In three short days, Michelle Obama has expanded on her role as mom-in-chief to take on new and somewhat unusual duties for a first lady – actively pitching her husband’s economic stimulus package, now facing trouble in the Senate.
As she makes a “get-to-know-you” tour of federal agencies, Obama is using her considerable platform to amplify the message coming out of the White House: pass the stimulus plan, and pass it now. Meanwhile, President Barack Obama has ramped up his efforts as well, reaching out to Republicans one-on-one, doing back-to-back TV interviews and tapping his grassroots network through the Internet.
The White House seems to be betting that Michelle Obama can work some of her old campaign magic—she was nicknamed “the closer,” because she was so effective at getting undecided voters on board.
Some experts said it was surprising to hear a new first lady making such a direct political appeal for her husband’s specific policy initiatives, and so soon after moving into the White House.
“I thought that she would be getting the kids comfortable in school and two or three weeks out or in a month, after she had talked with all of her staff, there would be a big roll out for her project,” said Myra Gutin, a first ladies expert. “I never expected this. It’s going to turn out to be an interesting first 100 days for her as well.”
Her staff has said she’s just being herself, following through on her wishes to get out more in DC and mix with local residents, all while supporting her husband. But in her first visit to the Education Department Monday, she mixed in some stumping for the recovery plan. By Wednesday, at the Department of Housing and Urban Development agency, she had clearly hit her stride, barely referring to notes at all.

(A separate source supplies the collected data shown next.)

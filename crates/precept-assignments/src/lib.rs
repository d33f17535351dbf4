//! # precept-assignments
//!
//! The assignment engine: creates and ends supervisory relationships
//! between students and preceptors under three invariants checked
//! atomically with the write:
//!
//! - a preceptor never holds more than
//!   [`capacity::MAX_ACTIVE_PER_PRECEPTOR`] active assignments;
//! - a student never holds more than one active assignment;
//! - student and preceptor must belong to the same institution at
//!   assignment time.
//!
//! Each mutation runs in a single `BEGIN IMMEDIATE` transaction and emits a
//! change event after commit.

#![deny(unsafe_code)]

pub mod capacity;
pub mod engine;
pub mod errors;

pub use capacity::{CapacityLedger, MAX_ACTIVE_PER_PRECEPTOR};
pub use engine::AssignmentEngine;
pub use errors::AssignmentError;
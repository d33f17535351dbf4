//! Branded ID newtypes.
//!
//! Every entity has its own ID type wrapping a `String`, so a student ID
//! can never be passed where a preceptor ID is expected. IDs are UUID v7
//! (time-ordered) via [`uuid::Uuid::now_v7`]; the store keeps them as TEXT.

use std::fmt;

use serde::{Deserialize, Serialize};
use uuid::Uuid;

macro_rules! entity_id {
    ($(#[$meta:meta])* $name:ident) => {
        $(#[$meta])*
        #[derive(Clone, Debug, PartialEq, Eq, Hash, Serialize, Deserialize)]
        #[serde(transparent)]
        pub struct $name(String);

        impl $name {
            /// Mint a fresh time-ordered ID.
            #[must_use]
            pub fn new() -> Self {
                Self(Uuid::now_v7().to_string())
            }

            /// Borrow the inner string.
            #[must_use]
            pub fn as_str(&self) -> &str {
                &self.0
            }

            /// Unwrap into the inner `String`.
            #[must_use]
            pub fn into_inner(self) -> String {
                self.0
            }
        }

        impl Default for $name {
            fn default() -> Self {
                Self::new()
            }
        }

        impl AsRef<str> for $name {
            fn as_ref(&self) -> &str {
                &self.0
            }
        }

        impl fmt::Display for $name {
            fn fmt(&self, f: &mut fmt::Formatter<'_>) -> fmt::Result {
                f.write_str(&self.0)
            }
        }

        impl From<String> for $name {
            fn from(s: String) -> Self {
                Self(s)
            }
        }

        impl From<&str> for $name {
            fn from(s: &str) -> Self {
                Self(s.to_owned())
            }
        }

        impl From<$name> for String {
            fn from(id: $name) -> Self {
                id.0
            }
        }
    };
}

entity_id! {
    /// Identifies a student profile.
    StudentId
}

entity_id! {
    /// Identifies a preceptor profile.
    PreceptorId
}

entity_id! {
    /// Identifies a supervisory assignment.
    AssignmentId
}

entity_id! {
    /// Identifies a clinical log entry.
    EntryId
}

entity_id! {
    /// Identifies an institution.
    InstitutionId
}

// ─────────────────────────────────────────────────────────────────────────────
// Tests
// ─────────────────────────────────────────────────────────────────────────────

The department “is going to play a critical role in implementing elements of the economic recovery and reinvestment plan that will help our communities. This plan is important,” she said. She said money in the nearly $900 billion plan would go toward a program to stabilize neighborhoods by purchasing abandoned homes to rehabilitate.
She went on to tick off how much working families would save through weatherization efforts paid for by the bill, about $350 per household, and how many more affordable housing units would be created, 15,000. She also gave a nod to one of her pet issues, military families, saying the bill included money to fix up military family housing.
Immediately after the election, Michelle Obama laid low, with her staff saying she was busy getting her daughters ready for the move to Washington and a new school. But she has been building a staff of political and policy pros in the office of the first lady that suggested she would be taking a more active public role.
Mary Finch Hoyt, press secretary for Rosalynn Carter and a first ladies historian, said that normally first ladies pick a project early on and stick to it. Carter spent the first days in the East Wing, bringing people in and laying out a plan for the mental health commission, Hoyt recalled. Hillary Clinton went straight for health care, though that effort faltered.
But barely two weeks into her husband’s presidency, Obama has been a master multi-tasker, playing hostess to White House events, touting equal pay legislation, reading at a local school, and now, weighing in on what will likely be the signature issue for her husband’s administration.
“She’s more active and public than any first lady that I can remember. I find it amazing that she seems to go so easily from one place to the other and it doesn’t seem that she feels that it is necessary to formalize a project yet,” Hoyt said. “But maybe this is what she has to do to help her husband. It’s not just walking in and having a cup of tea. I am not surprised at what she’s doing, but it’s not what first ladies usually do.”